Is there a way to find out who specificly is listening to my itunes music shared within my network?
emutree said:I'd love them to build in a bare-bones instant messenger into iTunes - often I want to talk to people listening to my music or whose music I'm listening to but they don't have the wonder of iChat with Rendezvous errrr Bonjour. That way you could set up a nickname in iTunes preferences too.
The regular app that was linked at least seems to do a reverse DNS lookup, though something like dsl-6579.ca-s.verizon.net isn't that much more helpful.adk said:That widget honestly isn't that great. It's like oh, look, Mr. 201.44.553.335 is listening to my Itunes!!
abc123 said:i'm bumping this up because itunes monitor doesn't work anymore for me on tiger. it just spends all day "connecting"
is there any other way to work out who is listening to my music. i was in a room today with a whole bunch of people all with laptops and headphones and someone was listening to my music only i had no idea who and its been driving me nuts!

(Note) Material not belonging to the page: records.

//! Machine classes and machine deployments for worker pools.
//!
//! Providers implement [`WorkerDelegate`] to turn the pools of a `Worker` into
//! provider specific machine classes; the [`GenericActuator`] writes them to
//! the seed together with the machine deployments that reference them.

mod generic;

use std::collections::BTreeMap;
use std::sync::Arc;

use anyhow::Context;
use k8s_openapi::api::core::v1::Taint;
use k8s_openapi::apimachinery::pkg::util::intstr::IntOrString;
use serde::{Deserialize, Serialize};
use serde_json::{Map, Value};

use crate::apis::cluster::ClusterContext;
use crate::apis::extensions::{Worker, WorkerPool};
use crate::checksum::{canonical_json, sha256_hex};
use crate::client::ClusterReader;
use crate::controller::Reconciler;
use crate::error::Error;
use crate::version;

pub use generic::GenericActuator;

/// API version of machine classes and machine deployments.
pub const MACHINE_API_VERSION: &str = "machine.sapcloud.io/v1alpha1";
/// Kind of machine deployments.
pub const MACHINE_DEPLOYMENT_KIND: &str = "MachineDeployment";
/// Key of the user data in a machine class secret.
pub const USER_DATA_KEY: &str = "userData";

const HASH_LENGTH: usize = 5;

/// A provider specific machine class. `name` and `secret` are set by the
/// generator; every other key is free form.
pub type MachineClass = Map<String, Value>;

/// Desired state of one machine deployment.
#[derive(Clone, Debug, PartialEq)]
pub struct MachineDeployment {
    /// Name of the deployment.
    pub name: String,
    /// Name of the machine class.
    pub class_name: String,
    /// Name of the secret of the machine class.
    pub secret_name: String,
    /// Minimum number of machines.
    pub minimum: i32,
    /// Maximum number of machines.
    pub maximum: i32,
    /// Surge during rolling updates.
    pub max_surge: IntOrString,
    /// Unavailable machines tolerated during rolling updates.
    pub max_unavailable: IntOrString,
    /// Labels of the nodes.
    pub labels: BTreeMap<String, String>,
    /// Annotations of the nodes.
    pub annotations: BTreeMap<String, String>,
    /// Taints of the nodes.
    pub taints: Vec<Taint>,
}

/// Everything a delegate generates for one worker.
#[derive(Clone, Debug, Default)]
pub struct MachineConfig {
    /// Machine classes, each with `name` and `secret` set.
    pub classes: Vec<MachineClass>,
    /// Machine deployments referencing the classes.
    pub deployments: Vec<MachineDeployment>,
    /// Provider status to record on the worker, e.g. the used machine images.
    pub provider_status: Option<Value>,
}

/// Provider specific part of the worker actuator.
#[async_trait::async_trait]
pub trait WorkerDelegate: Send + Sync {
    /// Kind of the provider's machine classes, e.g. `AzureMachineClass`.
    fn machine_class_kind(&self) -> &str;

    /// Generates machine classes and deployments for all pools.
    async fn generate_machine_config(
        &self,
        worker: &Worker,
        cluster: &ClusterContext,
    ) -> anyhow::Result<MachineConfig>;
}

/// Name of the deployment of `pool`.
pub fn deployment_name(namespace: &str, pool: &str) -> String {
    format!("{}-{}", namespace, pool)
}

/// Name of the deployment of `pool` in the zone at `zone_index`.
pub fn zoned_deployment_name(namespace: &str, pool: &str, zone_index: usize) -> String {
    format!("{}-z{}", deployment_name(namespace, pool), zone_index + 1)
}

/// Name of a machine class, which is also the name of its secret.
pub fn class_name(deployment_name: &str, hash: &str) -> String {
    format!("{}-{}", deployment_name, hash)
}

/// Hash over a machine class and the kubernetes minor version. `name` and
/// `secret` are not part of the hash, so that the hash can name both.
pub fn machine_class_hash(class: &MachineClass, kubernetes_version: &str) -> Result<String, Error> {
    let mut hashed = class.clone();
    hashed.remove("name");
    hashed.remove("secret");
    let mut input = canonical_json(&Value::Object(hashed));
    input.push_str(&version::major_minor(kubernetes_version)?);
    let mut hash = sha256_hex(input.as_bytes());
    hash.truncate(HASH_LENGTH);
    Ok(hash)
}

/// Sets `name` and the `secret` of a machine class from `class_name`,
/// `credentials` and the pool's user data.
pub fn finish_machine_class(
    class: &mut MachineClass,
    class_name: &str,
    credentials: &BTreeMap<String, String>,
    pool: &WorkerPool,
) {
    class.insert("name".to_owned(), Value::String(class_name.to_owned()));
    let mut secret: Map<String, Value> = credentials
        .iter()
        .map(|(k, v)| (k.clone(), Value::String(v.clone())))
        .collect();
    secret.insert(
        USER_DATA_KEY.to_owned(),
        Value::String(String::from_utf8_lossy(&pool.user_data.0).into_owned()),
    );
    class.insert("secret".to_owned(), Value::Object(secret));
}

/// Share of `total` that the zone at `zone_index` out of `zones` gets.
/// Remainders go to the first zones.
pub fn distribute_over_zones(zone_index: usize, total: i32, zones: usize) -> i32 {
    if zones == 0 {
        return total;
    }
    let zones = zones as i32;
    let index = zone_index as i32;
    let mut share = total / zones;
    if index < total % zones {
        share += 1;
    }
    share
}

/// Like [`distribute_over_zones`] for surge settings. Percentages apply to
/// each zone as they are.
pub fn distribute_positive_int_or_percent(
    zone_index: usize,
    value: &IntOrString,
    zones: usize,
) -> IntOrString {
    match value {
        IntOrString::Int(total) => IntOrString::Int(distribute_over_zones(zone_index, *total, zones)),
        IntOrString::String(percent) => IntOrString::String(percent.clone()),
    }
}

/// A machine image a pool runs, together with what the provider needs to
/// boot it.
pub trait MachineImageRef {
    /// Logical image name.
    fn name(&self) -> &str;
    /// Image version.
    fn version(&self) -> &str;
}

/// Looks up an image first in the cloud profile's images and then in the
/// images recorded in the worker's status, so that pools keep their image
/// after it was removed from the profile.
pub fn find_machine_image<T: MachineImageRef + Clone>(
    profile: &[T],
    status: &[T],
    name: &str,
    version: &str,
) -> Result<T, Error> {
    profile
        .iter()
        .chain(status.iter())
        .find(|image| image.name() == name && image.version() == version)
        .cloned()
        .ok_or_else(|| Error::ImageNotFound {
            name: name.to_owned(),
            version: version.to_owned(),
        })
}

/// Adds `image` to `images` unless an image with the same name and version
/// is already present.
pub fn append_machine_image<T: MachineImageRef>(images: &mut Vec<T>, image: T) {
    if !images
        .iter()
        .any(|i| i.name() == image.name() && i.version() == image.version())
    {
        images.push(image);
    }
}

/// Decodes the provider status of a worker, if any.
pub fn decode_provider_status<T: for<'de> Deserialize<'de> + Default>(
    worker: &Worker,
) -> Result<T, Error> {
    match worker
        .status
        .as_ref()
        .and_then(|s| s.default.provider_status.as_ref())
    {
        Some(value) => serde_json::from_value(value.clone()).map_err(|e| {
            Error::invalid("status.providerStatus", "Invalid", e.to_string())
        }),
        None => Ok(T::default()),
    }
}

/// Encodes a provider status.
pub fn encode_provider_status<T: Serialize>(status: &T) -> Result<Value, Error> {
    serde_json::to_value(status)
        .map_err(|e| Error::invalid("status.providerStatus", "Invalid", e.to_string()))
}

/// Adapts the [`GenericActuator`] to the controller runtime by looking up the
/// cluster of every worker.
pub struct WorkerReconciler {
    actuator: GenericActuator,
    clusters: Arc<dyn ClusterReader>,
}

impl WorkerReconciler {
    /// Creates a reconciler.
    pub fn new(actuator: GenericActuator, clusters: Arc<dyn ClusterReader>) -> Self {
        WorkerReconciler { actuator, clusters }
    }

    async fn cluster(&self, worker: &Worker) -> anyhow::Result<Arc<ClusterContext>> {
        let namespace = worker
            .metadata
            .namespace
            .as_deref()
            .ok_or_else(|| Error::invalid("metadata.namespace", "Required", "worker has no namespace"))?;
        self.clusters
            .get_cluster(namespace)
            .await
            .with_context(|| format!("could not get cluster for worker in namespace '{}'", namespace))
    }
}

#[async_trait::async_trait]
impl Reconciler<Worker> for WorkerReconciler {
    async fn reconcile(&self, worker: &Worker) -> anyhow::Result<bool> {
        let cluster = self.cluster(worker).await?;
        self.actuator.reconcile(worker, &cluster).await?;
        Ok(false)
    }

    async fn delete(&self, worker: &Worker) -> anyhow::Result<()> {
        let cluster = self.cluster(worker).await?;
        self.actuator.delete(worker, &cluster).await
    }
}

#[cfg(test)]
mod test {
    use super::*;
    use serde_json::json;

    #[derive(Clone, Debug, PartialEq)]
    struct Image(&'static str, &'static str, &'static str);

    impl MachineImageRef for Image {
        fn name(&self) -> &str {
            self.0
        }

        fn version(&self) -> &str {
            self.1
        }
    }

    fn class() -> MachineClass {
        json!({
            "region": "westeurope",
            "machineType": "large",
            "image": {"urn": "Canonical:UbuntuServer:18.04-LTS:18.04.201906170"},
            "volumeSize": 20,
        })
        .as_object()
        .cloned()
        .unwrap()
    }

    #[test]
    fn names_follow_the_grammar() {
        let deployment = deployment_name("shoot--dev--test", "pool-1");
        assert_eq!(deployment, "shoot--dev--test-pool-1");
        assert_eq!(
            zoned_deployment_name("shoot--dev--test", "pool-1", 0),
            "shoot--dev--test-pool-1-z1"
        );
        let hash = machine_class_hash(&class(), "1.2.3").unwrap();
        assert_eq!(hash.len(), 5);
        assert!(hash.chars().all(|c| c.is_ascii_hexdigit() && !c.is_ascii_uppercase()));
        assert_eq!(class_name(&deployment, &hash), format!("shoot--dev--test-pool-1-{}", hash));
    }

    #[test]
    fn hash_ignores_name_and_secret() {
        let plain = machine_class_hash(&class(), "1.2.3").unwrap();
        let mut named = class();
        named.insert("name".into(), json!("foo"));
        named.insert("secret".into(), json!({"clientID": "C"}));
        assert_eq!(machine_class_hash(&named, "1.2.3").unwrap(), plain);
    }

    #[test]
    fn hash_changes_with_class_and_minor_version() {
        let plain = machine_class_hash(&class(), "1.2.3").unwrap();
        assert_eq!(machine_class_hash(&class(), "1.2.4").unwrap(), plain);
        assert_ne!(machine_class_hash(&class(), "1.3.0").unwrap(), plain);
        let mut bigger = class();
        bigger.insert("volumeSize".into(), json!(21));
        assert_ne!(machine_class_hash(&bigger, "1.2.3").unwrap(), plain);
    }

    #[test]
    fn zones_share_remainders_first() {
        let shares: Vec<i32> = (0..3).map(|i| distribute_over_zones(i, 10, 3)).collect();
        assert_eq!(shares, vec![4, 3, 3]);
        assert_eq!(distribute_over_zones(1, 1, 2), 0);
        assert_eq!(
            distribute_positive_int_or_percent(0, &IntOrString::String("25%".into()), 2),
            IntOrString::String("25%".into())
        );
        assert_eq!(
            distribute_positive_int_or_percent(1, &IntOrString::Int(3), 2),
            IntOrString::Int(1)
        );
    }

    #[test]
    fn images_fall_back_to_the_status() {
        let profile = vec![Image("ubuntu", "18.4.1", "urn-1")];
        let status = vec![Image("ubuntu", "18.4.0", "urn-0")];
        assert_eq!(find_machine_image(&profile, &status, "ubuntu", "18.4.1").unwrap().2, "urn-1");
        assert_eq!(find_machine_image(&profile, &status, "ubuntu", "18.4.0").unwrap().2, "urn-0");
        match find_machine_image(&profile, &status, "coreos", "1.0") {
            Err(Error::ImageNotFound { name, version }) => {
                assert_eq!(name, "coreos");
                assert_eq!(version, "1.0");
            }
            other => panic!("unexpected result {:?}", other),
        }
    }

    #[test]
    fn append_skips_duplicates() {
        let mut images = vec![Image("ubuntu", "18.4.1", "urn-1")];
        append_machine_image(&mut images, Image("ubuntu", "18.4.1", "other"));
        append_machine_image(&mut images, Image("ubuntu", "18.4.2", "urn-2"));
        assert_eq!(images.len(), 2);
        assert_eq!(images[0].2, "urn-1");
    }
}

FUNNY!adk said:Turn off sharing for about 5 minutes and see who gets mad![]()
Sam* said:I am a tad confused here if i switch on share my music?
Who else can use it? i'm just on my pc at home....
Also if i can how do i access other peoples shared music?
Thanks sam
Assuming that your wireless network uses WEP or WPA this should not be the case. Even though a user is within range they don't have the required key to join your network, and so Bonjour plays no role.EricNau said:It's not a matter of being on the same network, but rather being within wireless range of each other. iTunes uses Bonjour (IETF Zeroconf) to talk wirelessly between computers, without configuring a network.
At least that's how I understand it.
i tried that, i didn't notice anyone react too strangely but there were a few people not facing me. who ever it was wasn't sharing their music with me eitheradk said:Turn off sharing for about 5 minutes and see who gets mad![]()
Zeroconf is not exclusively wireless or wired. It uses TCP/IP, which can run over a bunch of things (ethernet, firewire, wifi, bluetooth even!). It does require you to be on a network though.EricNau said:It's not a matter of being on the same network, but rather being within wireless range of each other. iTunes uses Bonjour (IETF Zeroconf) to talk wirelessly between computers, without configuring a network.
At least that's how I understand it.
Stupid trademark issues.Chundles said:(ergh, bring back Rendezvous!)